I would like to raise a few more of the many hidden elements in the Budget. The Budget will levy an extra £455 million of tax on the insurance bills that our constituents pay, such as for buildings and contents insurance, although I do not think that the Chancellor mentioned that in his statement. The Government will also scrap the saving gateway, which was due to be introduced in July. That initiative was designed to encourage the very poorest in society to save for the future, but it is gone as a result of the Chancellor's generosity. Given that the child trust fund is also being scrapped, we will have no measures to encourage the poorest in society to start the savings habit, so it is a great pity that Government Members will support such policies.
A further hidden element in the Budget is the Government's announcement that they will cut support for the payment of unemployed people's mortgage interest by £15 million in this financial year, although that support is given at the point of those people's lives at which they are in most need.
Gordon Henderson (Sittingbourne and Sheppey) (Con): Is the hon. Gentleman aware that the interest paid by the Government under the existing mortgage interest support regime is fixed at 6.08%, even though many people pay interest at 2%, which means that the Government give them 4% more than they need to? In addition, surely it cannot be right that those payments can cover mortgages of up to £200,000 over two years.
Chris Leslie: It can if a person who is made unemployed relies on the mortgage interest support to keep a roof over their head, because they will otherwise be in great jeopardy. The hon. Gentleman might think that people should simply cope with the situation, but I believe that we need to scrutinise the measure much further.
The housing benefit changes announced in the Budget are exceptionally complex, so it is difficult to assimilate their likely impact. However, the reduction of the local housing allowance to the 30th percentile of local rents will distort housing support for the poorest in society.
The hon. Member for East Antrim (Sammy Wilson) talked about the tax credit regime and the reduction in the time period for backdating changes in circumstances from three months to one month. That mean-minded reform is an attempt to claw back money by reducing the period in which people in changeable or almost chaotic circumstances may analyse their position and go through the bureaucratic process of reclaiming their tax credits by submitting correct arrangements. As all hon. Members know, many people will find it difficult to do that within 28 days, and the measure typifies the mean-spirited nature of the Budget.

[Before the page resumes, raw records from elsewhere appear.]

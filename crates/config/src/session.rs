//! Form session store.
//!
//! The whole `FormState` is one pretty-printed JSON file. Each front-end
//! interaction loads it, applies one change, and saves it back.

use std::fmt;
use std::fs;
use std::path::{Path, PathBuf};

use reconmap_core::form::{FormState, FORM_VERSION};

#[derive(Debug)]
pub enum SessionError {
    Read { path: PathBuf, message: String },
    /// The file exists but is not a valid form session.
    Corrupt { path: PathBuf, message: String },
    /// Written by a newer version of the tool.
    UnsupportedVersion { path: PathBuf, version: u32 },
    Write { path: PathBuf, message: String },
}

impl fmt::Display for SessionError {
    fn fmt(&self, f: &mut fmt::Formatter<'_>) -> fmt::Result {
        match self {
            Self::Read { path, message } => {
                write!(f, "cannot read session {}: {message}", path.display())
            }
            Self::Corrupt { path, message } => {
                write!(f, "session file {} is corrupt: {message}", path.display())
            }
            Self::UnsupportedVersion { path, version } => write!(
                f,
                "session file {} has version {version}, this build supports up to {FORM_VERSION}",
                path.display()
            ),
            Self::Write { path, message } => {
                write!(f, "cannot write session {}: {message}", path.display())
            }
        }
    }
}

impl std::error::Error for SessionError {}

#[derive(Debug, Clone)]
pub struct SessionStore {
    path: PathBuf,
}

impl SessionStore {
    pub fn new(path: impl Into<PathBuf>) -> Self {
        Self { path: path.into() }
    }

    /// `<config dir>/reconmap/session.json`
    pub fn default_path() -> PathBuf {
        dirs::config_dir()
            .unwrap_or_else(|| PathBuf::from("."))
            .join("reconmap")
            .join("session.json")
    }

    pub fn path(&self) -> &Path {
        &self.path
    }

    /// The saved form, or an empty one when no session exists yet.
    pub fn load(&self) -> Result<FormState, SessionError> {
        if !self.path.exists() {
            return Ok(FormState::new());
        }
        let text = fs::read_to_string(&self.path).map_err(|e| SessionError::Read {
            path: self.path.clone(),
            message: e.to_string(),
        })?;
        let form: FormState = serde_json::from_str(&text).map_err(|e| SessionError::Corrupt {
            path: self.path.clone(),
            message: e.to_string(),
        })?;
        if form.version > FORM_VERSION {
            return Err(SessionError::UnsupportedVersion {
                path: self.path.clone(),
                version: form.version,
            });
        }
        Ok(form)
    }

    pub fn save(&self, form: &FormState) -> Result<(), SessionError> {
        let write_err = |message: String| SessionError::Write {
            path: self.path.clone(),
            message,
        };
        if let Some(parent) = self.path.parent() {
            if !parent.as_os_str().is_empty() {
                fs::create_dir_all(parent).map_err(|e| write_err(e.to_string()))?;
            }
        }
        let json = serde_json::to_string_pretty(form).map_err(|e| write_err(e.to_string()))?;
        fs::write(&self.path, json).map_err(|e| write_err(e.to_string()))?;
        log::debug!("saved session {}", self.path.display());
        Ok(())
    }

    /// Discard the session. Returns `false` if there was none.
    pub fn reset(&self) -> Result<bool, SessionError> {
        match fs::remove_file(&self.path) {
            Ok(()) => Ok(true),
            Err(e) if e.kind() == std::io::ErrorKind::NotFound => Ok(false),
            Err(e) => Err(SessionError::Write {
                path: self.path.clone(),
                message: e.to_string(),
            }),
        }
    }
}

Claire Perry: I am grateful to the hon. Gentleman for giving way again-he is generous with his time. He is eloquently highlighting many of the tough decisions that have to be taken. He seems to be ruling out almost all of the deficit reduction measures that we have proposed, so may I again ask what he or his party would do to get to grips with the deficit?
Chris Leslie: As I have said before, we need a pro-growth strategy. Sometimes we have to spend to save. Investment is exceptionally important at this point in the economic cycle. All borrowing is not evil, as the hon. Lady suggests. [ Interruption. ]
Lyn Brown (West Ham) (Lab): She should listen to the answer.
Chris Leslie: Absolutely-my hon. Friend is right. We need a mature debate about the economy, and the hon. Lady should listen to her hon. Friend the Member for Wycombe (Steve Baker), who said that there are differences of opinion. There is not just one particular view of these things.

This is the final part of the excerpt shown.